Tax Court of the United States.
Sep 20, 1951
17 T.C. 325 (U.S.T.C. 1951)

Opinion

Docket No. 29377.

1951-09-20

JAN G. J. BOISSEVAIN AND MARIAN A. BOISSEVAIN, PETITIONERS, v. COMMISSIONER OF INTERNAL REVENUE, RESPONDENT.

Louis Janin, Esq., for the petitioner. John D. Picco, Esq., for the respondent.


DEDUCTIONS FROM INCOME — BAD DEBTS— NONBUSINESS DEBTS— SECTION 23(k)(4).—On the facts, held, that a debt of a corporation to the petitioner which became worthless in 1944 is a ‘non-business debt‘ under section 23(k)(4) of the Code. Louis Janin, Esq., for the petitioner. John D. Picco, Esq., for the respondent.

The respondent has determined a deficiency in income tax for 1944 in the amount of $1,966.35. The respondent concedes that the petitioners are entitled to a deduction for $1,000 for a long term capital loss from the worthlessness of stock of Double Arrow Ranch, Inc., under section 117(d) of the Code. The petitioner concedes that the amount of a deduction claimed for a bad debt loss does not exceed $6,493.94. The only question to be decided is whether the petitioner Jan G. J. Boissevain is entitled to deduct the entire amount of a debt of Double Arrow Ranch, Inc., as a business bad debt under section 23(k)(1), as he contends, or whether the debt is a nonbusiness debt under section 23(k)(4) as the respondent has determined. The facts have been stipulated.

The petitioners filed joint returns for 1944 with the collector for the district of Michigan.

FINDINGS OF FACT.

We find the facts as they have been stipulated by the parties. The facts are as follows:

The petitioners, who are married, now reside in San Mateo County, California. During the taxable year 1944 they resided in Grosse Pointe, Michigan. The question to be decided relates only to Jan G. J. Boissevain, and he is referred to hereinafter as the petitioner.

In the early part of 1929 the petitioner was employed by an investment corporation in Spokane, Washington. In the spring of 1929 the petitioner became interested in the possibilities of engaging in the business of operating a dude ranch in Montana for profit. He visited Montana, looked at properties, investigated the dude ranch business, and decided to engage in that business. Upon his return from the trip to Montana, he resigned from his position in Spokane and made arrangements to withdraw his funds from a bank. He returned to Montana in October 1929 and arranged for the purchase of ranch property.

In 1929 the petitioner organized a Montana corporation, the name of which was subsequently changed to Double Arrow Ranch, Inc. The corporation was organized for the purpose of acquiring, improving, developing, and operating a livestock and dude ranch near Greenough, Montana. The petitioner acquired 494 shares of the common stock of the corporation for cash in the amount of $49,400. From 1929 to 1931, the petitioner obtained purchasers for $30,000 of the preferred stock of the corporation. The petitioner was one of the incorporators of the corporation and held the office of president from the time of its organization until its dissolution in 1944. As president of the corporation, the petitioner decided its policies.

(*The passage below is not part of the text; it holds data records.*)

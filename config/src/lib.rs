//! # Configuration Management for regcache
//!
//! This crate provides centralized configuration structures for all regcache components,
//! including database, cache, and write-coordinator settings.
//!
//! ## Quick Start
//!
//! ### Programmatic Configuration
//! ```rust
//! use config::{CacheConfig, CoordinatorConfig, DatabaseConfig};
//!
//! let db_config = DatabaseConfig::new(
//!     "localhost".to_string(), 5432, "myapp".to_string(),
//!     "postgres".to_string(), "password".to_string(),
//!     1, 10, 30, 600, 3600,
//! );
//!
//! let cache_config = CacheConfig::new("redis://localhost:6379".to_string(), 3000);
//! let coordinator_config = CoordinatorConfig::default();
//! ```
//!
//! ### TOML File Configuration
//! ```toml
//! [database]
//! host = "localhost"
//! port = 5432
//! database = "myapp"
//! username = "postgres"
//! password = "password"
//! min_connections = 1
//! max_connections = 10
//! connection_timeout_seconds = 30
//! idle_timeout_seconds = 600
//! max_lifetime_seconds = 3600
//!
//! [cache]
//! redis_url = "redis://localhost:6379"
//! connection_timeout_ms = 3000
//! key_prefix = ""
//! point_ttl_seconds = 0
//! listing_ttl_seconds = 300
//! scan_count = 500
//!
//! [coordinator]
//! insert_timeout_ms = 5000
//! cache_timeout_ms = 1000
//!
//! [coordinator.retry]
//! max_attempts = 3
//! initial_delay_ms = 50
//! max_delay_ms = 2000
//! backoff_multiplier = 2.0
//! jitter = true
//! ```
//!
//! Load configuration:
//! ```rust,no_run
//! use config::AppConfig;
//!
//! // Load from the file named by REGCACHE_CONFIG, or ./regcache.toml
//! let config = AppConfig::load()?;
//!
//! // Or load from custom path
//! let config = AppConfig::from_file("config/production.toml")?;
//! # Ok::<(), config::ConfigError>(())
//! ```

use serde::{Deserialize, Serialize};
use std::{env, path::Path, time::Duration};
use thiserror::Error;

const DEFAULT_CONFIG_PATH: &str = "./regcache.toml";
const CONFIG_PATH_VAR: &str = "REGCACHE_CONFIG";

/// Upper bound on cache TTLs, ten years
pub const MAX_TTL_SECONDS: u64 = 10 * 365 * 24 * 60 * 60;

#[derive(Debug, Error)]
pub enum ConfigError {
    #[error("IO error: {0}")]
    Io(#[from] std::io::Error),
    #[error("TOML parsing error: {0}")]
    Toml(#[from] toml::de::Error),
    #[error("Environment variable error: {0}")]
    Env(#[from] env::VarError),
    #[error("Dotenvy error: {0}")]
    Dotenvy(#[from] dotenvy::Error),
    #[error("Invalid configuration: {0}")]
    Invalid(String),
}

/// Complete application configuration
#[derive(Debug, Clone, Serialize, Deserialize)]
pub struct AppConfig {
    pub database: DatabaseConfig,
    pub cache: CacheConfig,
    #[serde(default)]
    pub coordinator: CoordinatorConfig,
}

/// Database configuration
#[derive(Debug, Clone, Serialize, Deserialize)]
pub struct DatabaseConfig {
    pub host: String,
    pub port: u16,
    pub database: String,
    pub username: String,
    pub password: String,
    pub min_connections: u32,
    pub max_connections: u32,
    pub connection_timeout_seconds: u64,
    pub idle_timeout_seconds: u64,
    pub max_lifetime_seconds: u64,
}

/// Cache configuration
#[derive(Debug, Clone, Serialize, Deserialize)]
pub struct CacheConfig {
    pub redis_url: String,
    #[serde(default = "default_connection_timeout_ms")]
    pub connection_timeout_ms: u64,
    /// Application namespace prepended to every key. Empty means none.
    #[serde(default)]
    pub key_prefix: String,
    /// TTL for point entries; 0 means no expiration.
    #[serde(default)]
    pub point_ttl_seconds: u64,
    /// TTL for listing entries; 0 means no expiration.
    #[serde(default = "default_listing_ttl_seconds")]
    pub listing_ttl_seconds: u64,
    /// COUNT hint used while scanning a namespace for deletion
    #[serde(default = "default_scan_count")]
    pub scan_count: usize,
}

/// Write coordinator configuration
#[derive(Debug, Clone, Serialize, Deserialize)]
pub struct CoordinatorConfig {
    #[serde(default = "default_insert_timeout_ms")]
    pub insert_timeout_ms: u64,
    #[serde(default = "default_cache_timeout_ms")]
    pub cache_timeout_ms: u64,
    #[serde(default)]
    pub retry: RetryConfig,
}

/// Bounded retry with exponential backoff for retryable cache failures
#[derive(Debug, Clone, Serialize, Deserialize)]
pub struct RetryConfig {
    pub max_attempts: u32,
    pub initial_delay_ms: u64,
    pub max_delay_ms: u64,
    pub backoff_multiplier: f64,
    pub jitter: bool,
}

fn default_connection_timeout_ms() -> u64 {
    3000
}

fn default_listing_ttl_seconds() -> u64 {
    300
}

fn default_scan_count() -> usize {
    500
}

fn default_insert_timeout_ms() -> u64 {
    5000
}

fn default_cache_timeout_ms() -> u64 {
    1000
}

impl AppConfig {
    /// Load configuration from TOML file specified in .env or defaults
    pub fn load() -> Result<Self, ConfigError> {
        // A missing .env file is fine, a malformed one is not
        if let Err(e) = dotenvy::dotenv() {
            if !e.not_found() {
                return Err(e.into());
            }
        }

        if let Ok(config_path) = env::var(CONFIG_PATH_VAR) {
            Self::from_file(&config_path)
        } else if Path::new(DEFAULT_CONFIG_PATH).exists() {
            Self::from_file(DEFAULT_CONFIG_PATH)
        } else {
            Err(ConfigError::Invalid(format!(
                "Config path must be specified in .env file as {} or in {} file",
                CONFIG_PATH_VAR, DEFAULT_CONFIG_PATH
            )))
        }
    }

    /// Load configuration from TOML file
    pub fn from_file<P: AsRef<Path>>(path: P) -> Result<Self, ConfigError> {
        let content = std::fs::read_to_string(path)?;
        Self::from_toml_str(&content)
    }

    /// Parse and validate configuration from a TOML string
    pub fn from_toml_str(content: &str) -> Result<Self, ConfigError> {
        let config: Self = toml::from_str(content)?;
        config.validate()?;
        Ok(config)
    }

    /// Validate configuration values
    pub fn validate(&self) -> Result<(), ConfigError> {
        // Database validations
        if self.database.host.is_empty() {
            return Err(ConfigError::Invalid(
                "Database host cannot be empty".to_string(),
            ));
        }
        if self.database.port == 0 {
            return Err(ConfigError::Invalid(
                "Database port cannot be zero".to_string(),
            ));
        }
        if self.database.database.is_empty() {
            return Err(ConfigError::Invalid(
                "Database name cannot be empty".to_string(),
            ));
        }
        if self.database.username.is_empty() {
            return Err(ConfigError::Invalid(
                "Database username cannot be empty".to_string(),
            ));
        }
        if self.database.max_connections == 0 {
            return Err(ConfigError::Invalid(
                "Database max_connections must be greater than 0".to_string(),
            ));
        }
        if self.database.min_connections > self.database.max_connections {
            return Err(ConfigError::Invalid(
                "Database min_connections cannot be greater than max_connections".to_string(),
            ));
        }
        if self.database.connection_timeout_seconds == 0 {
            return Err(ConfigError::Invalid(
                "Database connection_timeout_seconds must be greater than 0".to_string(),
            ));
        }

        // Cache validations
        if self.cache.redis_url.is_empty() {
            return Err(ConfigError::Invalid(
                "Redis URL cannot be empty".to_string(),
            ));
        }
        if self.cache.connection_timeout_ms == 0 {
            return Err(ConfigError::Invalid(
                "Cache connection_timeout_ms must be greater than 0".to_string(),
            ));
        }
        if self.cache.key_prefix.contains(['*', '?', '[', ']']) {
            return Err(ConfigError::Invalid(
                "Cache key_prefix cannot contain glob characters".to_string(),
            ));
        }
        if self.cache.scan_count == 0 {
            return Err(ConfigError::Invalid(
                "Cache scan_count must be greater than 0".to_string(),
            ));
        }
        if self.cache.point_ttl_seconds > MAX_TTL_SECONDS
            || self.cache.listing_ttl_seconds > MAX_TTL_SECONDS
        {
            return Err(ConfigError::Invalid(format!(
                "Cache TTLs cannot exceed {} seconds",
                MAX_TTL_SECONDS
            )));
        }

        // Coordinator validations
        self.coordinator.validate()
    }
}

impl CacheConfig {
    /// Create a new cache configuration with default TTLs and no key prefix
    pub fn new(redis_url: String, connection_timeout_ms: u64) -> Self {
        Self {
            redis_url,
            connection_timeout_ms,
            key_prefix: String::new(),
            point_ttl_seconds: 0,
            listing_ttl_seconds: default_listing_ttl_seconds(),
            scan_count: default_scan_count(),
        }
    }

    pub fn with_key_prefix(mut self, key_prefix: impl Into<String>) -> Self {
        self.key_prefix = key_prefix.into();
        self
    }

    pub fn with_listing_ttl(mut self, seconds: u64) -> Self {
        self.listing_ttl_seconds = seconds;
        self
    }

    pub fn connection_timeout(&self) -> Duration {
        Duration::from_millis(self.connection_timeout_ms)
    }

    pub fn point_ttl(&self) -> Duration {
        Duration::from_secs(self.point_ttl_seconds)
    }

    pub fn listing_ttl(&self) -> Duration {
        Duration::from_secs(self.listing_ttl_seconds)
    }
}

impl CoordinatorConfig {
    pub fn insert_timeout(&self) -> Duration {
        Duration::from_millis(self.insert_timeout_ms)
    }

    pub fn cache_timeout(&self) -> Duration {
        Duration::from_millis(self.cache_timeout_ms)
    }

    fn validate(&self) -> Result<(), ConfigError> {
        if self.insert_timeout_ms == 0 {
            return Err(ConfigError::Invalid(
                "Coordinator insert_timeout_ms must be greater than 0".to_string(),
            ));
        }
        if self.cache_timeout_ms == 0 {
            return Err(ConfigError::Invalid(
                "Coordinator cache_timeout_ms must be greater than 0".to_string(),
            ));
        }
        if self.retry.max_attempts == 0 {
            return Err(ConfigError::Invalid(
                "Retry max_attempts must be at least 1".to_string(),
            ));
        }
        let multiplier = self.retry.backoff_multiplier;
        if !multiplier.is_finite() || multiplier < 1.0 {
            return Err(ConfigError::Invalid(
                "Retry backoff_multiplier must be a finite number of at least 1.0".to_string(),
            ));
        }
        if self.retry.initial_delay_ms > self.retry.max_delay_ms {
            return Err(ConfigError::Invalid(
                "Retry initial_delay_ms cannot be greater than max_delay_ms".to_string(),
            ));
        }
        Ok(())
    }
}

impl Default for CoordinatorConfig {
    fn default() -> Self {
        Self {
            insert_timeout_ms: default_insert_timeout_ms(),
            cache_timeout_ms: default_cache_timeout_ms(),
            retry: RetryConfig::default(),
        }
    }
}

impl RetryConfig {
    /// Configuration that makes a single attempt
    pub fn no_retry() -> Self {
        Self {
            max_attempts: 1,
            initial_delay_ms: 0,
            max_delay_ms: 0,
            backoff_multiplier: 1.0,
            jitter: false,
        }
    }

    pub fn initial_delay(&self) -> Duration {
        Duration::from_millis(self.initial_delay_ms)
    }

    pub fn max_delay(&self) -> Duration {
        Duration::from_millis(self.max_delay_ms)
    }
}

impl Default for RetryConfig {
    fn default() -> Self {
        Self {
            max_attempts: 3,
            initial_delay_ms: 50,
            max_delay_ms: 2000,
            backoff_multiplier: 2.0,
            jitter: true,
        }
    }
}

impl DatabaseConfig {
    /// Create a new database configuration
    #[allow(clippy::too_many_arguments)]
    pub fn new(
        host: String,
        port: u16,
        database: String,
        username: String,
        password: String,
        min_connections: u32,
        max_connections: u32,
        connection_timeout_seconds: u64,
        idle_timeout_seconds: u64,
        max_lifetime_seconds: u64,
    ) -> Self {
        Self {
            host,
            port,
            database,
            username,
            password,
            min_connections,
            max_connections,
            connection_timeout_seconds,
            idle_timeout_seconds,
            max_lifetime_seconds,
        }
    }

    /// Build connection string
    pub fn connection_string(&self) -> String {
        format!(
            "postgresql://{}:{}@{}:{}/{}",
            self.username, self.password, self.host, self.port, self.database
        )
    }
}
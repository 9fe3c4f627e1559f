//! Type definitions for signal system

use crate::event::RegistrationEvent;

/// Synchronous event callback; must not block
pub type EventCallback = Box<dyn Fn(&RegistrationEvent) + Send + Sync>;
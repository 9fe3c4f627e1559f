//! Database migration functionality
//!
//! Creates the table backing an entity kind. Every kind shares the same
//! layout, so no per-model DDL is generated.

use crate::core::RegCache;
use crate::errors::RegCacheError;
use store_object::{Entity, GenericStore};
use tracing::info;

impl RegCache {
    /// Create the table for `T` if it does not exist.
    /// If recreate is true, drops existing table first
    pub async fn auto_migrate<T: Entity>(&self, recreate: bool) -> Result<(), RegCacheError> {
        let store = GenericStore::<T>::new(self.pool().clone())?;

        if recreate {
            let drop_sql = store.drop_table_sql();
            info!(table = store.kind().table_name(), "dropping table");
            sqlx::query(&drop_sql).execute(self.pool()).await?;
        }

        let create_sql = store.create_table_sql();
        info!(table = store.kind().table_name(), "creating table");
        sqlx::query(&create_sql).execute(self.pool()).await?;

        Ok(())
    }
}
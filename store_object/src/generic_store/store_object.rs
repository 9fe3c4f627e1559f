//! PostgreSQL implementation of [`PersistenceStore`]

use super::core::GenericStore;
use crate::entity::{Entity, EntityId, Record};
use crate::errors::PersistError;
use crate::query::ListQuery;
use crate::traits::PersistenceStore;
use async_trait::async_trait;
use chrono::{DateTime, Utc};
use sqlx::postgres::PgRow;
use sqlx::types::Json;
use sqlx::Row;
use tracing::debug;

impl<T: Entity> GenericStore<T> {
    fn map_err(&self, err: sqlx::Error) -> PersistError {
        PersistError::from_sqlx(self.kind.singular(), err)
    }

    fn row_to_record(&self, row: &PgRow) -> Result<Record<T>, PersistError> {
        let id: String = row.try_get("id").map_err(|e| self.map_err(e))?;
        let created_at: DateTime<Utc> = row.try_get("created_at").map_err(|e| self.map_err(e))?;
        let Json(fields): Json<T> = row.try_get("data").map_err(|e| self.map_err(e))?;
        Ok(Record::new(EntityId::new(id), created_at, fields))
    }
}

#[async_trait]
impl<T: Entity> PersistenceStore<T> for GenericStore<T> {
    async fn insert(&self, entity: T) -> Result<Record<T>, PersistError> {
        entity.validate()?;

        let id = EntityId::generate();
        let row = sqlx::query(&self.insert_sql())
            .bind(id.as_str())
            .bind(entity.unique_key())
            .bind(Json(&entity))
            .fetch_one(&self.db_pool)
            .await
            .map_err(|e| self.map_err(e))?;

        let created_at: DateTime<Utc> = row.try_get("created_at").map_err(|e| self.map_err(e))?;
        debug!(kind = %self.kind, id = %id, "inserted record");

        Ok(Record::new(id, created_at, entity))
    }

    async fn get_by_id(&self, id: &EntityId) -> Result<Option<Record<T>>, PersistError> {
        let row = sqlx::query(&self.get_by_id_sql())
            .bind(id.as_str())
            .fetch_optional(&self.db_pool)
            .await
            .map_err(|e| self.map_err(e))?;

        row.as_ref().map(|row| self.row_to_record(row)).transpose()
    }

    async fn list(&self, query: &ListQuery) -> Result<Vec<Record<T>>, PersistError> {
        let base_sql = self.select_base_sql();
        let tail = query.to_sql_tail();
        let mut full_sql = String::with_capacity(base_sql.len() + tail.len() + 1);
        full_sql.push_str(&base_sql);
        full_sql.push(' ');
        full_sql.push_str(&tail);

        let rows = sqlx::query(&full_sql)
            .fetch_all(&self.db_pool)
            .await
            .map_err(|e| self.map_err(e))?;

        rows.iter().map(|row| self.row_to_record(row)).collect()
    }
}
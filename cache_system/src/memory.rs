//! In-process cache over a sorted map
//!
//! Keys are kept in a `BTreeMap`, so a namespace is one contiguous key range
//! and prefix deletion is a range walk. Expired entries are dropped lazily on
//! read and during prefix walks, or eagerly through [`MemoryCache::purge_expired`].

use crate::errors::CacheError;
use crate::store::CacheStore;
use async_trait::async_trait;
use std::collections::BTreeMap;
use std::time::Duration;
use tokio::sync::RwLock;
use tokio::time::Instant;

#[derive(Debug, Clone)]
struct MemoryEntry {
    value: Vec<u8>,
    expires_at: Option<Instant>,
}

impl MemoryEntry {
    fn is_expired(&self, now: Instant) -> bool {
        self.expires_at.is_some_and(|at| at <= now)
    }
}

#[derive(Debug, Default)]
pub struct MemoryCache {
    entries: RwLock<BTreeMap<String, MemoryEntry>>,
}

impl MemoryCache {
    pub fn new() -> Self {
        Self::default()
    }

    /// Number of live entries
    pub async fn len(&self) -> usize {
        let now = Instant::now();
        self.entries
            .read()
            .await
            .values()
            .filter(|entry| !entry.is_expired(now))
            .count()
    }

    pub async fn is_empty(&self) -> bool {
        self.len().await == 0
    }

    /// Live keys in sorted order
    pub async fn keys(&self) -> Vec<String> {
        let now = Instant::now();
        self.entries
            .read()
            .await
            .iter()
            .filter(|(_, entry)| !entry.is_expired(now))
            .map(|(key, _)| key.clone())
            .collect()
    }

    /// Drop every expired entry, returning how many were removed
    pub async fn purge_expired(&self) -> usize {
        let now = Instant::now();
        let mut entries = self.entries.write().await;
        let before = entries.len();
        entries.retain(|_, entry| !entry.is_expired(now));
        before - entries.len()
    }
}

#[async_trait]
impl CacheStore for MemoryCache {
    async fn set(&self, key: &str, value: &[u8], ttl: Duration) -> Result<(), CacheError> {
        // A TTL past the clock's range behaves like no expiration
        let expires_at = if ttl.is_zero() {
            None
        } else {
            Instant::now().checked_add(ttl)
        };
        self.entries.write().await.insert(
            key.to_string(),
            MemoryEntry {
                value: value.to_vec(),
                expires_at,
            },
        );
        Ok(())
    }

    async fn get(&self, key: &str) -> Result<Option<Vec<u8>>, CacheError> {
        let now = Instant::now();
        {
            let entries = self.entries.read().await;
            match entries.get(key) {
                None => return Ok(None),
                Some(entry) if !entry.is_expired(now) => return Ok(Some(entry.value.clone())),
                Some(_) => {}
            }
        }

        // Expired: evict unless a writer refreshed it in between
        let mut entries = self.entries.write().await;
        if entries.get(key).is_some_and(|entry| entry.is_expired(now)) {
            entries.remove(key);
        }
        Ok(None)
    }

    async fn delete(&self, key: &str) -> Result<bool, CacheError> {
        let now = Instant::now();
        Ok(self
            .entries
            .write()
            .await
            .remove(key)
            .is_some_and(|entry| !entry.is_expired(now)))
    }

    async fn delete_by_prefix(&self, prefix: &str) -> Result<u64, CacheError> {
        let now = Instant::now();
        let mut entries = self.entries.write().await;

        let doomed: Vec<String> = entries
            .range(prefix.to_string()..)
            .take_while(|(key, _)| key.starts_with(prefix))
            .map(|(key, _)| key.clone())
            .collect();

        let mut deleted = 0;
        for key in doomed {
            if let Some(entry) = entries.remove(&key) {
                if !entry.is_expired(now) {
                    deleted += 1;
                }
            }
        }
        Ok(deleted)
    }
}
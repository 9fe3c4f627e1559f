//! Error types for the regcache crate
//!
//! This module contains all error types that can be returned by regcache operations.

use cache_system::CacheError;
use config::ConfigError;
use store_object::{PersistError, ValidationError};
use thiserror::Error;

/// Errors raised while building or operating the [`crate::RegCache`] hub
#[derive(Error, Debug)]
pub enum RegCacheError {
    #[error("Database connection error: {0}")]
    DatabaseConnection(#[from] sqlx::Error),

    #[error("Cache error: {0}")]
    Cache(#[from] CacheError),

    #[error("Invalid entity kind: {0}")]
    InvalidKind(#[from] ValidationError),

    #[error("Configuration error: {0}")]
    Config(#[from] ConfigError),
}

/// Fatal outcome of a registration. Nothing was cached in either case.
#[derive(Error, Debug)]
pub enum RegisterError {
    #[error("Failed to persist {kind}: {source}")]
    PersistFailed {
        kind: String,
        #[source]
        source: PersistError,
    },

    #[error("Registration of {kind} cancelled before persisting")]
    Cancelled { kind: String },
}

impl RegisterError {
    /// Whether the caller may retry the whole registration
    pub fn is_retryable(&self) -> bool {
        match self {
            RegisterError::PersistFailed { source, .. } => source.is_retryable(),
            RegisterError::Cancelled { .. } => false,
        }
    }

    pub fn persist_error(&self) -> Option<&PersistError> {
        match self {
            RegisterError::PersistFailed { source, .. } => Some(source),
            RegisterError::Cancelled { .. } => None,
        }
    }
}

/// Failure of a retried cache step
#[derive(Error, Debug)]
pub enum RetryError {
    #[error("{source} (after {attempts} attempt(s))")]
    Failed {
        attempts: u32,
        #[source]
        source: CacheError,
    },

    #[error("abandoned after {attempts} attempt(s): registration cancelled")]
    Cancelled { attempts: u32 },
}

impl RetryError {
    pub fn attempts(&self) -> u32 {
        match self {
            RetryError::Failed { attempts, .. } | RetryError::Cancelled { attempts } => *attempts,
        }
    }
}
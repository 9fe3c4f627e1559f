//! Persistence error taxonomy
//!
//! Only [`PersistError::Unavailable`] describes a transient condition. Callers
//! decide whether to retry a registration based on [`PersistError::is_retryable`].

use crate::validation::ValidationError;
use thiserror::Error;

#[derive(Error, Debug)]
pub enum PersistError {
    /// Malformed input; nothing was written
    #[error("Validation error: {0}")]
    Validation(String),

    /// A uniqueness constraint rejected the record; nothing was written
    #[error("Conflict on {kind}: {detail}")]
    Conflict { kind: String, detail: String },

    /// Transient connectivity failure or timeout
    #[error("Store unavailable: {0}")]
    Unavailable(String),

    #[error("Internal store error: {0}")]
    Internal(String),
}

impl PersistError {
    pub fn is_retryable(&self) -> bool {
        matches!(self, PersistError::Unavailable(_))
    }

    /// Classify a sqlx failure raised while operating on `kind`
    pub fn from_sqlx(kind: &str, err: sqlx::Error) -> Self {
        match &err {
            sqlx::Error::Database(db) => {
                if db.is_unique_violation() {
                    return PersistError::Conflict {
                        kind: kind.to_string(),
                        detail: db.message().to_string(),
                    };
                }
                if db.is_check_violation() {
                    return PersistError::Validation(db.message().to_string());
                }
                match db.code().as_deref() {
                    // data exceptions and not-null violations
                    Some(code) if code.starts_with("22") || code == "23502" => {
                        PersistError::Validation(db.message().to_string())
                    }
                    // connection exceptions, admin shutdown, too many connections
                    Some(code)
                        if code.starts_with("08")
                            || code.starts_with("57P")
                            || code == "53300"
                            || code == "40001" =>
                    {
                        PersistError::Unavailable(db.message().to_string())
                    }
                    _ => PersistError::Internal(err.to_string()),
                }
            }
            sqlx::Error::Io(_)
            | sqlx::Error::Tls(_)
            | sqlx::Error::PoolTimedOut
            | sqlx::Error::PoolClosed
            | sqlx::Error::WorkerCrashed => PersistError::Unavailable(err.to_string()),
            _ => PersistError::Internal(err.to_string()),
        }
    }
}

impl From<ValidationError> for PersistError {
    fn from(err: ValidationError) -> Self {
        PersistError::Validation(err.to_string())
    }
}

impl From<serde_json::Error> for PersistError {
    fn from(err: serde_json::Error) -> Self {
        PersistError::Internal(format!("Serialization error: {}", err))
    }
}
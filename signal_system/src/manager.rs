use crate::event::{EventType, RegistrationEvent};
use crate::types::EventCallback;

/// Signal manager for registration event notifications
pub struct SignalManager {
    callbacks: std::sync::RwLock<Vec<EventCallback>>,
}

impl std::fmt::Debug for SignalManager {
    fn fmt(&self, f: &mut std::fmt::Formatter<'_>) -> std::fmt::Result {
        f.debug_struct("SignalManager")
            .field("callback_count", &self.callback_count())
            .finish()
    }
}

impl SignalManager {
    pub fn new() -> Self {
        Self {
            callbacks: std::sync::RwLock::new(Vec::new()),
        }
    }

    /// Add event callback
    pub fn add_callback<F>(&self, callback: F)
    where
        F: Fn(&RegistrationEvent) + Send + Sync + 'static,
    {
        if let Ok(mut callbacks) = self.callbacks.write() {
            callbacks.push(Box::new(callback));
        }
    }

    /// Add a callback that only sees events of one type
    pub fn on<F>(&self, event_type: EventType, callback: F)
    where
        F: Fn(&RegistrationEvent) + Send + Sync + 'static,
    {
        self.add_callback(move |event| {
            if event.event_type == event_type {
                callback(event);
            }
        });
    }

    /// Emit event to all subscribers
    pub fn emit(&self, event: RegistrationEvent) {
        if let Ok(callbacks) = self.callbacks.read() {
            for callback in callbacks.iter() {
                callback(&event);
            }
        }
    }

    /// Clear all callbacks
    pub fn clear_callbacks(&self) {
        if let Ok(mut callbacks) = self.callbacks.write() {
            callbacks.clear();
        }
    }

    /// Get number of registered callbacks
    pub fn callback_count(&self) -> usize {
        self.callbacks.read().map(|c| c.len()).unwrap_or(0)
    }
}

impl Default for SignalManager {
    fn default() -> Self {
        Self::new()
    }
}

The corporation expended $31,725.41 for real property and $23,120.04 for the construction of buildings on the property.

From 1929 until April 1942, the petitioner devoted all of his time to the management and operation of the Double Arrow Ranch. He expected to build up a profitable business. In the year 1929 the business depression throughout the country began. The Double Arrow Ranch was operated for several years with the hope that it would earn profits, but the business was not profitable, and the corporation lost money from its inception. During the period in which the ranch operations were carried on, the petitioner did not receive from the corporation any compensation for his services as manager of the ranch or for his services as president of the corporation. The petitioner has never received any salary, dividends, or other income from the Double Arrow Ranch corporation. During the period from the time the corporation was organized and the ranch business was undertaken until the petitioner moved to Michigan and obtained employment there in 1942, the petitioner did not participate in any other business venture.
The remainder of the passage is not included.